Within the lines below, find those that hold the string "source" and copy each one.

[Data excerpts]
((
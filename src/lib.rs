//! Lantern: a relevance-ranking web crawler
//!
//! This crate implements a bounded breadth-first crawl from a seed URL. Every
//! fetched page is scored against a free-text query using cosine similarity of
//! text embeddings, and the visited pages are returned ranked by relevance
//! together with extracted metadata (title, favicon URL).

pub mod config;
pub mod crawler;
pub mod embedding;
pub mod output;

use thiserror::Error;

/// Main error type for Lantern operations
#[derive(Debug, Error)]
pub enum LanternError {
    #[error("Configuration error: {0}")]
    Config(#[from] ConfigError),

    #[error("Fetch error: {0}")]
    Fetch(#[from] FetchError),

    #[error("Embedding error: {0}")]
    Embed(#[from] EmbedError),

    #[error("HTTP client error: {0}")]
    Reqwest(#[from] reqwest::Error),

    #[error("URL parse error: {0}")]
    UrlParse(#[from] url::ParseError),

    #[error("JSON error: {0}")]
    Json(#[from] serde_json::Error),

    #[error("IO error: {0}")]
    Io(#[from] std::io::Error),
}

/// Configuration-specific errors
#[derive(Debug, Error)]
pub enum ConfigError {
    #[error("Failed to read config file: {0}")]
    Io(#[from] std::io::Error),

    #[error("Failed to parse TOML: {0}")]
    Parse(#[from] toml::de::Error),

    #[error("Validation error: {0}")]
    Validation(String),

    #[error("Invalid URL in config: {0}")]
    InvalidUrl(String),
}

/// Per-URL fetch failures
///
/// These never abort a crawl; the engine skips the offending URL and
/// continues with the rest of the frontier.
#[derive(Debug, Error)]
pub enum FetchError {
    #[error("Request for {url} failed: {source}")]
    Transport { url: String, source: reqwest::Error },

    #[error("Request for {url} returned HTTP {status}")]
    Status { url: String, status: u16 },
}

/// Embedding provider and scoring errors
#[derive(Debug, Error)]
pub enum EmbedError {
    #[error("Embedding request failed: {0}")]
    Http(#[from] reqwest::Error),

    #[error("Embedding provider returned HTTP {status}: {message}")]
    Provider { status: u16, message: String },

    #[error("Malformed embedding response: {0}")]
    Malformed(String),

    #[error("Missing API key: set the {0} environment variable")]
    MissingApiKey(String),

    #[error("Embedding dimension mismatch: {left} vs {right}")]
    DimensionMismatch { left: usize, right: usize },
}

/// Result type alias for Lantern operations
pub type Result<T> = std::result::Result<T, LanternError>;

/// Result type alias for configuration operations
pub type ConfigResult<T> = std::result::Result<T, ConfigError>;

/// Result type alias for embedding operations
pub type EmbedResult<T> = std::result::Result<T, EmbedError>;

// Re-export commonly used types
pub use config::Config;
pub use crawler::{CrawlEngine, CrawlResult, PageRecord};
pub use embedding::{cosine, EmbedRole, EmbeddingClient};
pub use output::{ranked_links, RankedLink};
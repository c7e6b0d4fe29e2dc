//! Output assembly for crawl results
//!
//! The core keeps title and favicon as `Option`s; this module is the only
//! place they are converted to the response's sentinel strings. The serialized
//! row shape is `{url, icoSrc, ptitle}`, most relevant first, with the raw
//! similarity score intentionally left out: callers see rank, not score.

use crate::crawler::CrawlResult;
use serde::Serialize;

/// Sentinel favicon value when no icon link was found
const NO_FAVICON: &str = "blank";

/// Sentinel title value when the page had no usable <title>
const NO_TITLE: &str = "No title found";

/// One row of the ranked response
#[derive(Debug, Clone, PartialEq, Eq, Serialize)]
pub struct RankedLink {
    /// The page URL
    pub url: String,

    /// Favicon URL, or "blank" when none was found
    #[serde(rename = "icoSrc")]
    pub ico_src: String,

    /// Page title, or "No title found" when absent
    pub ptitle: String,
}

/// Converts a crawl result into serializable ranked rows
///
/// The input is already sorted most-relevant-first; this only applies the
/// sentinel conversion.
pub fn ranked_links(result: &CrawlResult) -> Vec<RankedLink> {
    result
        .pages
        .iter()
        .map(|record| RankedLink {
            url: record.url.clone(),
            ico_src: record
                .favicon
                .clone()
                .unwrap_or_else(|| NO_FAVICON.to_string()),
            ptitle: record.title.clone().unwrap_or_else(|| NO_TITLE.to_string()),
        })
        .collect()
}
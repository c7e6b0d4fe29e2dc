use serde::Deserialize;

/// Main configuration structure for Lantern
#[derive(Debug, Clone, Deserialize)]
pub struct Config {
    pub crawler: CrawlerConfig,
    #[serde(rename = "user-agent")]
    pub user_agent: UserAgentConfig,
    #[serde(default)]
    pub embedding: EmbeddingConfig,
}

/// Crawler behavior configuration
#[derive(Debug, Clone, Deserialize)]
pub struct CrawlerConfig {
    /// Delay after every fetch attempt, success or failure (milliseconds)
    #[serde(rename = "request-delay-ms", default = "default_request_delay_ms")]
    pub request_delay_ms: u64,

    /// Upper bound on the per-run page budget
    #[serde(rename = "max-pages", default = "default_max_pages")]
    pub max_pages: usize,
}

/// User agent identification configuration
#[derive(Debug, Clone, Deserialize)]
pub struct UserAgentConfig {
    /// Name of the crawler
    #[serde(rename = "crawler-name")]
    pub crawler_name: String,

    /// Version of the crawler
    #[serde(rename = "crawler-version")]
    pub crawler_version: String,

    /// URL with information about the crawler
    #[serde(rename = "contact-url")]
    pub contact_url: String,
}

/// Embedding provider configuration
///
/// The API key itself is read from the environment (see `api_key_env`) unless
/// an inline `api-key` is supplied, which is mainly useful in tests.
#[derive(Debug, Clone, Deserialize)]
pub struct EmbeddingConfig {
    /// Embed endpoint URL
    #[serde(default = "default_endpoint")]
    pub endpoint: String,

    /// Embedding model identifier
    #[serde(default = "default_model")]
    pub model: String,

    /// Environment variable holding the provider API key
    #[serde(rename = "api-key-env", default = "default_api_key_env")]
    pub api_key_env: String,

    /// Inline API key, overrides the environment variable when set
    #[serde(rename = "api-key", default)]
    pub api_key: Option<String>,
}

impl Default for EmbeddingConfig {
    fn default() -> Self {
        Self {
            endpoint: default_endpoint(),
            model: default_model(),
            api_key_env: default_api_key_env(),
            api_key: None,
        }
    }
}

fn default_request_delay_ms() -> u64 {
    500
}

fn default_max_pages() -> usize {
    50
}

fn default_endpoint() -> String {
    "https://api.cohere.ai/v1/embed".to_string()
}

fn default_model() -> String {
    "embed-english-v3.0".to_string()
}

fn default_api_key_env() -> String {
    "CO_API_KEY".to_string()
}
))
EXERCISE SOLUTION:
    #[error("Request for {url} failed: {source}")]
    Transport { url: String, source: reqwest::Error },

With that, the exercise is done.